Conviene hacer autocrítica también. Los periodistas tendríamos que haber aportado algo más. Era nuestra responsabilidad. Y hemos vagueado en este departamento. Alguna vez leí a Santiago Segurola llamar “Bart Simpson” a Iker Muniain. Alguien llamó al racinguista Tchité “La Anchoa de Ébano” (probablemente mi apodo favorito). Pero ahí se acaban todas las licencias creativas de los últimos años por parte del periodismo deportivo. A Sergio Busquets, campeón del mundo con la selección y uno de los mejores mediocentros de los últimos tiempos, se le conoce como “El de Badia”. Tal cual. Porque, oh sorpresa, es de Badia del Vallés. Así de alto está el nivel. Se nos debería caer la cara de vergüenza ante semejante dejación de funciones. Tal vez, en un pequeño arrebato poético, se le podría haber llamado “Golondrina” Busquets por ese ave que aparece en el escudo de su municipio y por su aparente fragilidad física pese a ser capaz de aguantar largas horas de vuelo en los terrenos de juego. Pero no. El de Badia. O el de Fuentealbilla. O el Santo de Móstoles. El esfuerzo creativo brilla por su ausencia. Hasta tuvieron que venir los italianos para apodar “Il Due” a Míchel Salgado porque nosotros éramos incapaces de venirnos un poco arriba y mostrar algo de chispa.
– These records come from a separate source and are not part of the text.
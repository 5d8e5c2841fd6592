pub mod config;
pub mod http;
pub mod memory;
impl ComparisonSession {
    pub fn new(operator: Operator) -> Self {
        Self {
            operator,
            state: SessionState::Empty,
            generation: 0,
            reconciler: Reconciler::new(),
            last_receipt: None,
        }
    }

    pub fn operator(&self) -> &Operator {
        &self.operator
    }

    pub fn state(&self) -> &SessionState {
        &self.state
    }

    /// Customer currently selected, in any state but `Empty`.
    pub fn customer(&self) -> Option<&CustomerId> {
        match &self.state {
            SessionState::Empty => None,
            SessionState::Loading { customer } => Some(customer),
            SessionState::Ready(r) | SessionState::Saving(r) => Some(&r.comparison.customer_id),
            SessionState::Error { customer, .. } => customer.as_ref(),
        }
    }

    fn ready(&self) -> Option<&ReadyState> {
        match &self.state {
            SessionState::Ready(r) | SessionState::Saving(r) => Some(r),
            SessionState::Error {
                retained: Some(r), ..
            } => Some(r),
            _ => None,
        }
    }

    pub fn comparison(&self) -> Option<&ComparisonResult> {
        self.ready().map(|r| &r.comparison)
    }

    pub fn pending(&self) -> Option<&PendingDecisions> {
        self.ready().map(|r| &r.pending)
    }

    pub fn last_receipt(&self) -> Option<&ApplyReceipt> {
        self.last_receipt.as_ref()
    }

    // ── loading ──

    /// Start loading `customer`. Drops the current comparison and pending
    /// decisions immediately and invalidates any request still in flight.
    pub fn select_customer(&mut self, customer: CustomerId) -> LoadTicket {
        self.generation += 1;
        debug!(
            operator = %self.operator.name,
            customer = %customer,
            generation = self.generation,
            "selecting customer"
        );
        self.state = SessionState::Loading {
            customer: customer.clone(),
        };
        LoadTicket {
            generation: self.generation,
            customer,
        }
    }

    pub fn complete_load(
        &mut self,
        ticket: LoadTicket,
        result: Result<ComparisonResult, StoreError>,
    ) -> Completion {
        let current = matches!(
            &self.state,
            SessionState::Loading { customer } if *customer == ticket.customer
        );
        if !current || ticket.generation != self.generation {
            let stale = SessionError::StaleResponse {
                customer: ticket.customer.to_string(),
            };
            debug!(reason = %stale, generation = ticket.generation, "discarding load response");
            return Completion::Stale;
        }

        self.state = match result {
            Ok(comparison) => {
                info!(
                    customer = %ticket.customer,
                    diffs = comparison.diffs.len(),
                    no_saved_payload = comparison.no_saved_payload(),
                    "comparison ready"
                );
                SessionState::Ready(ReadyState::fresh(comparison))
            }
            Err(e) => {
                warn!(customer = %ticket.customer, error = %e, "load failed");
                SessionState::Error {
                    customer: Some(ticket.customer),
                    failure: SessionFailure::from(&e),
                    retained: None,
                }
            }
        };
        Completion::Applied
    }

    // ── deciding ──

    /// Record operator intent for one path. Last write wins; undo clears.
    pub fn decide(&mut self, decision: UiDecision) -> Result<(), SessionError> {
        match &mut self.state {
            SessionState::Ready(r) => {
                debug!(path = %decision.path, "decision recorded");
                r.pending.record(decision);
                Ok(())
            }
            other => Err(SessionError::NotReady { state: other.name() }),
        }
    }

    /// Replace all pending decisions with `applyTemplate` for every diff.
    /// Returns the number of decisions recorded.
    pub fn apply_all_template(&mut self) -> Result<usize, SessionError> {
        match &mut self.state {
            SessionState::Ready(r) => {
                r.pending = r
                    .comparison
                    .diffs
                    .iter()
                    .map(|d| Decision::apply_template(d.path.clone()))
                    .collect();
                Ok(r.pending.len())
            }
            other => Err(SessionError::NotReady { state: other.name() }),
        }
    }

    // ── saving ──

    /// Reconcile the pending decisions and enter `Saving`.
    ///
    /// Allowed from `Ready`, and from `Error` after a failed save (retry).
    pub fn begin_save(&mut self) -> Result<SaveTicket, SessionError> {
        let ready = match std::mem::replace(&mut self.state, SessionState::Empty) {
            SessionState::Ready(r) => r,
            SessionState::Error {
                retained: Some(r), ..
            } => r,
            other => {
                let state = other.name();
                self.state = other;
                return Err(SessionError::NotReady { state });
            }
        };

        let outcome = self.reconciler.reconcile(
            &ready.comparison.customer_data,
            &ready.comparison.template,
            &ready.pending,
        );
        if outcome.submitted.is_empty() {
            self.state = SessionState::Ready(ready);
            return Err(SessionError::NothingToSave);
        }

        self.generation += 1;
        let customer = ready.comparison.customer_id.clone();
        let batch = DecisionBatch::new(outcome.submitted.iter(), outcome.document.clone());
        info!(
            operator = %self.operator.name,
            customer = %customer,
            batch = %batch.batch_id,
            decisions = batch.decisions.len(),
            rejected = outcome.rejected.len(),
            "saving decisions"
        );
        self.state = SessionState::Saving(ready);

        Ok(SaveTicket {
            generation: self.generation,
            customer,
            outcome,
            batch,
        })
    }

    /// Feed the submit result back.
    ///
    /// A rejected submit keeps the Ready state for a retry. A batch the
    /// store accepted is never retried: if only the reload failed, the
    /// pending decisions are dropped and the session needs a fresh load.
    pub fn complete_save(
        &mut self,
        ticket: SaveTicket,
        result: Result<Submitted, StoreError>,
    ) -> Completion {
        if ticket.generation != self.generation || !matches!(self.state, SessionState::Saving(_)) {
            debug!(customer = %ticket.customer, "discarding save response");
            return Completion::Stale;
        }
        let SessionState::Saving(ready) = std::mem::replace(&mut self.state, SessionState::Empty)
        else {
            return Completion::Stale;
        };

        self.state = match result {
            Ok(Submitted { receipt, reloaded }) => {
                let change_set = receipt.change_set_id.clone();
                self.last_receipt = Some(receipt);
                match reloaded {
                    Ok(fresh) => {
                        info!(
                            customer = %ticket.customer,
                            change_set = %change_set,
                            remaining = fresh.diffs.len(),
                            "save applied"
                        );
                        SessionState::Ready(ReadyState::fresh(fresh))
                    }
                    Err(e) => {
                        warn!(
                            customer = %ticket.customer,
                            change_set = %change_set,
                            error = %e,
                            "saved, but reload failed"
                        );
                        let mut failure = SessionFailure::from(&e);
                        failure.message = format!("change set {change_set} saved, reload failed: {e}");
                        SessionState::Error {
                            customer: Some(ticket.customer),
                            failure,
                            retained: None,
                        }
                    }
                }
            }
            Err(e) => {
                warn!(customer = %ticket.customer, error = %e, "save failed, keeping decisions");
                SessionState::Error {
                    customer: Some(ticket.customer),
                    failure: SessionFailure::from(&e),
                    retained: Some(ready),
                }
            }
        };
        Completion::Applied
    }

    /// Forget everything; responses still in flight will be discarded.
    pub fn reset(&mut self) {
        self.generation += 1;
        self.state = SessionState::Empty;
    }

    // ── counts ──

    pub fn visible_diffs(&self, filter: VisibilityFilter) -> Vec<&DiffItem> {
        let Some(comparison) = self.comparison() else {
            return Vec::new();
        };
        comparison
            .diffs
            .iter()
            .filter(|d| match filter {
                VisibilityFilter::IncludeContainers => true,
                VisibilityFilter::LeavesOnly => !d.is_container(),
            })
            .collect()
    }

    pub fn counts(&self, filter: VisibilityFilter) -> DiffCounts {
        let (Some(comparison), Some(pending)) = (self.comparison(), self.pending()) else {
            return DiffCounts::default();
        };
        let visible = self.visible_diffs(filter);
        DiffCounts {
            raw: comparison.diffs.len(),
            visible: visible.len(),
            outstanding: visible.iter().filter(|d| !pending.contains(&d.path)).count(),
        }
    }

    // ── drivers ──

    /// Select `customer` and load it through `service`.
    pub async fn load(&mut self, service: &ComparisonService, customer: CustomerId) -> Completion {
        let ticket = self.select_customer(customer);
        let result = service.load(ticket.customer()).await;
        self.complete_load(ticket, result)
    }

    /// Reconcile, submit and reload through `service`.
    pub async fn save(&mut self, service: &ComparisonService) -> Result<Completion, SessionError> {
        let ticket = self.begin_save()?;
        let result = service.submit(ticket.customer(), &ticket.batch).await;
        Ok(self.complete_save(ticket, result))
    }
}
El esfuerzo creativo brilla por su ausencia. Hasta tuvieron que venir los italianos para apodar “Il Due” a Míchel Salgado porque nosotros éramos incapaces de venirnos un poco arriba y mostrar algo de chispa.

El periodista que sí estuvo a la altura de las circunstancias en lo que a apodos se refiere fue Andrés Montes. Sus partidos en la NBA dejaron un sinfín de sobrenombres trufados de cultura popular y sentido del humor. Bautizar a Dennis Rodman como “Cruella De Ville”, y canturrear su canción cada vez que este aparecía en escena, es algo que solo está al alcance de unos pocos elegidos. O “American Graffiti” para referirse al serbio Pedja Stojakovic. Ahí sí se ve algo de esfuerzo y talento. Lástima que llegara al fútbol demasiado tarde. Pese a todo, dejó algunas perlas, como “Tiburón” Puyol o “Pegamento Imedio” Gattuso.

Aprovechando la coyuntura, creo que ha llegado la hora de hacer una confesión pública: Andrés Montes tenía un buzón de sugerencias para apodos de jugadores de la NBA en su página web. Y yo le mandé varias ideas. O muchas. Tal vez demasiadas. No, no me enorgullezco de haber dado semejante turra. Pero mi sueño preadolescente era escuchar uno de esos motes de mi cosecha en una de las retransmisiones de madrugada en la NBA que solía ver en pijama y a escondidas. Jamás ocurrió tal cosa, por supuesto. No creo que Andrés Montes necesitase la ayuda de un niño de 13 años para encontrar la inspiración. Pero al menos me lo curré. Me sentaba en la cocina con un montón de folios en blanco y la guía oficial y varias revistas de la NBA y me estrujaba las meninges buscando jugadores y apodos ingeniosos. Me gustaba pensar que aquello podía suceder, como el chico que sueña con ser músico, formar su propia banda y un día escuchar su single sonando en la radio mientras va conduciendo.

El periodista que sí estuvo a la altura de las circunstancias en lo que a apodos se refiere fue Andrés Montes. Sus partidos en la NBA dejaron un sinfín de sobrenombres trufados de cultura popular y sentido del humor.

Los motes tienen su importancia. A algunos les podrá parecer una tontería, una cuestión menor, pero tienen la extraña capacidad de estimular la imaginación, de sacarte una sonrisa y de crear vínculos entre aficiones rivales. Cualquiera diría que es poco.